À l’ère des réseaux sociaux et de la circulation instantanée de l’information, les plateformes numériques sont devenues des espaces centraux de débat public. Toutefois, le rapport souligne que ces espaces sont de plus en plus pollués par des propos haineux, discriminatoires ou violents, visant notamment des minorités, des femmes, des journalistes et des acteurs de la société civile.

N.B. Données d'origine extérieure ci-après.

// Copyright (c) 2025, Jason Jenkins
// SPDX-License-Identifier: BSD-3-Clause

//! Spatia - Spatial annotation viewer
//!
//! A cross-platform desktop application that overlays machine-generated
//! detections (2D boxes, segmentation masks, points and oriented 3D boxes)
//! on an image and lets the user pan, zoom and freehand-annotate it.

mod app;
mod config;
mod error;
mod io;
mod models;
mod ui;
mod util;

use anyhow::Result;
use app::SpatiaApp;
use config::Settings;

fn main() -> Result<()> {
    // Initialize logging
    env_logger::init();

    let settings = Settings::load_or_default();

    // Configure egui options
    let options = eframe::NativeOptions {
        viewport: egui::ViewportBuilder::default()
            .with_inner_size([1280.0, 800.0])
            .with_min_inner_size([800.0, 600.0])
            .with_title("Spatia - Spatial annotation viewer"),
        ..Default::default()
    };

    // Run the application
    eframe::run_native(
        "Spatia",
        options,
        Box::new(|_cc| Ok(Box::new(SpatiaApp::new(settings)))),
    )
    .map_err(|e| anyhow::anyhow!("Application error: {}", e))?;

    Ok(())
}
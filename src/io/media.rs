// Copyright (c) 2025, Jason Jenkins
// SPDX-License-Identifier: BSD-3-Clause

//! Media file loading and frame preparation.
//!
//! This module loads images for display and turns the displayed frame,
//! with the user's strokes baked in, into the image payload of a
//! detection request.

use crate::models::annotation::Stroke;
use crate::util::freehand::{stroke_outline, OutlineOptions, Triangle};
use crate::util::geometry::fit_within;
use anyhow::{Context, Result};
use base64::{engine::general_purpose, Engine as _};
use image::{imageops::FilterType, ImageFormat, Rgba, RgbaImage};
use imageproc::drawing::draw_polygon_mut;
use imageproc::point::Point as ImagePoint;
use nalgebra::Point2;
use std::io::Cursor;
use std::path::Path;

/// A decoded image ready for texture upload.
#[derive(Debug, Clone)]
pub struct LoadedImage {
    pub width: u32,
    pub height: u32,
    pub pixels: RgbaImage,
}

/// Load an image file as RGBA.
pub fn load_image(path: &Path) -> Result<LoadedImage> {
    let image = image::open(path)
        .with_context(|| format!("Failed to decode {}", path.display()))?
        .to_rgba8();
    Ok(LoadedImage {
        width: image.width(),
        height: image.height(),
        pixels: image,
    })
}

/// Triangle vertices snapped to the pixel grid, or `None` when snapping
/// collapses two of them.
fn pixel_triangle(triangle: &Triangle) -> Option<[ImagePoint<i32>; 3]> {
    let snapped = triangle.map(|v| ImagePoint::new(v.x.round() as i32, v.y.round() as i32));
    let [a, b, c] = snapped;
    (a != b && b != c && a != c).then_some(snapped)
}

/// Paint strokes (normalized coordinates) onto an image in place.
pub fn bake_strokes(image: &mut RgbaImage, strokes: &[Stroke], options: &OutlineOptions) {
    let (width, height) = (image.width() as f64, image.height() as f64);
    for stroke in strokes {
        let pixels: Vec<Point2<f64>> = stroke
            .points
            .iter()
            .map(|p| Point2::new(p.x * width, p.y * height))
            .collect();
        let outline = stroke_outline(&pixels, options);
        let color = Rgba([stroke.color[0], stroke.color[1], stroke.color[2], 255]);
        for polygon in outline.triangles.iter().filter_map(pixel_triangle) {
            draw_polygon_mut(image, &polygon, color);
        }
    }
}

/// Resize the frame to fit `max_dim` and bake the strokes into it.
pub fn prepare_frame(
    frame: &RgbaImage,
    strokes: &[Stroke],
    max_dim: u32,
    options: &OutlineOptions,
) -> RgbaImage {
    let (width, height) = fit_within(frame.width(), frame.height(), max_dim);
    let mut prepared = if (width, height) == frame.dimensions() {
        frame.clone()
    } else {
        image::imageops::resize(frame, width, height, FilterType::Triangle)
    };
    bake_strokes(&mut prepared, strokes, options);
    prepared
}

/// Encode an image as PNG and return it base64-encoded.
pub fn encode_png_base64(image: &RgbaImage) -> Result<String> {
    let mut bytes = Cursor::new(Vec::new());
    image
        .write_to(&mut bytes, ImageFormat::Png)
        .context("Failed to encode frame as PNG")?;
    Ok(general_purpose::STANDARD.encode(bytes.into_inner()))
}

#[cfg(test)]
mod tests {
    use super::*;
    use crate::models::annotation::Point;

    #[test]
    fn test_prepare_frame_downscales_to_fit() {
        let frame = RgbaImage::from_pixel(1280, 720, Rgba([10, 10, 10, 255]));
        let prepared = prepare_frame(&frame, &[], 640, &OutlineOptions::default());
        assert_eq!(prepared.dimensions(), (640, 360));
    }

    #[test]
    fn test_bake_strokes_paints_along_path() {
        let mut image = RgbaImage::from_pixel(100, 100, Rgba([0, 0, 0, 255]));
        let stroke = Stroke {
            points: vec![Point::new(0.1, 0.5), Point::new(0.9, 0.5)],
            color: [255, 0, 0],
        };
        bake_strokes(&mut image, &[stroke], &OutlineOptions::default());

        assert_eq!(image.get_pixel(50, 50).0, [255, 0, 0, 255]);
        assert_eq!(image.get_pixel(50, 52).0, [255, 0, 0, 255]);
        assert_eq!(image.get_pixel(50, 10).0, [0, 0, 0, 255]);
        assert_eq!(image.get_pixel(2, 50).0, [0, 0, 0, 255]);
    }

    #[test]
    fn test_bake_strokes_clips_to_image() {
        let mut image = RgbaImage::from_pixel(20, 20, Rgba([0, 0, 0, 255]));
        let stroke = Stroke {
            points: vec![Point::new(-0.5, 0.5), Point::new(1.5, 0.5)],
            color: [0, 0, 255],
        };
        bake_strokes(&mut image, &[stroke], &OutlineOptions::default());

        assert_eq!(image.get_pixel(0, 10).0, [0, 0, 255, 255]);
        assert_eq!(image.get_pixel(19, 10).0, [0, 0, 255, 255]);
        assert_eq!(image.get_pixel(10, 0).0, [0, 0, 0, 255]);
    }

    #[test]
    fn test_pixel_triangle_skips_collapsed_vertices() {
        let sliver = [
            Point2::new(1.1, 1.1),
            Point2::new(0.9, 0.9),
            Point2::new(5.0, 1.0),
        ];
        assert!(pixel_triangle(&sliver).is_none());

        let triangle = [
            Point2::new(0.0, 0.0),
            Point2::new(4.0, 0.0),
            Point2::new(0.0, 4.0),
        ];
        assert!(pixel_triangle(&triangle).is_some());
    }

    #[test]
    fn test_encode_png_base64_roundtrip() {
        let image = RgbaImage::from_pixel(3, 2, Rgba([9, 8, 7, 255]));
        let encoded = encode_png_base64(&image).unwrap();
        let bytes = general_purpose::STANDARD.decode(encoded).unwrap();
        let decoded = image::load_from_memory(&bytes).unwrap().to_rgba8();
        assert_eq!(decoded.dimensions(), (3, 2));
    }
}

Une menace directe pour l’information et la cohésion sociale
L’UNESCO avertit que la banalisation des discours de haine en ligne représente une menace directe pour l’intégrité de l’information, la liberté d’expression et la cohésion sociale. Lorsque la violence verbale domine les échanges numériques, elle fragilise la confiance du public dans les médias, décourage la participation citoyenne et favorise la désinformation.
Le rapport met également en évidence un lien croissant entre les discours haineux en ligne et leurs répercussions hors ligne, notamment en matière de tensions sociales, de stigmatisation et parfois de violences physiques. Dans ce contexte, l’espace numérique cesse d’être un outil d’émancipation pour devenir un facteur d’exclusion.
Des espaces numériques à repenser
Face à cette réalité, l’UNESCO appelle à la création d’espaces numériques sûrs, inclusifs et responsables. L’organisation plaide pour un équilibre entre la protection de la liberté d’expression et la lutte contre les abus, à travers des politiques de modération plus efficaces, une responsabilisation accrue des plateformes numériques et un renforcement de l’éducation aux médias et à l’information.
Pour l’institution onusienne, la lutte contre les discours haineux ne peut être menée de manière isolée. Elle nécessite une action concertée entre États, entreprises technologiques, médias, organisations de la société civile et citoyens.
Un enjeu mondial
Dans un monde de plus en plus connecté, la qualité du débat public en ligne conditionne la vitalité démocratique et la paix sociale. Le message de l’UNESCO est clair : protéger l’intégrité de l’information et garantir des espaces numériques sûrs n’est plus une option, mais une nécessité mondiale.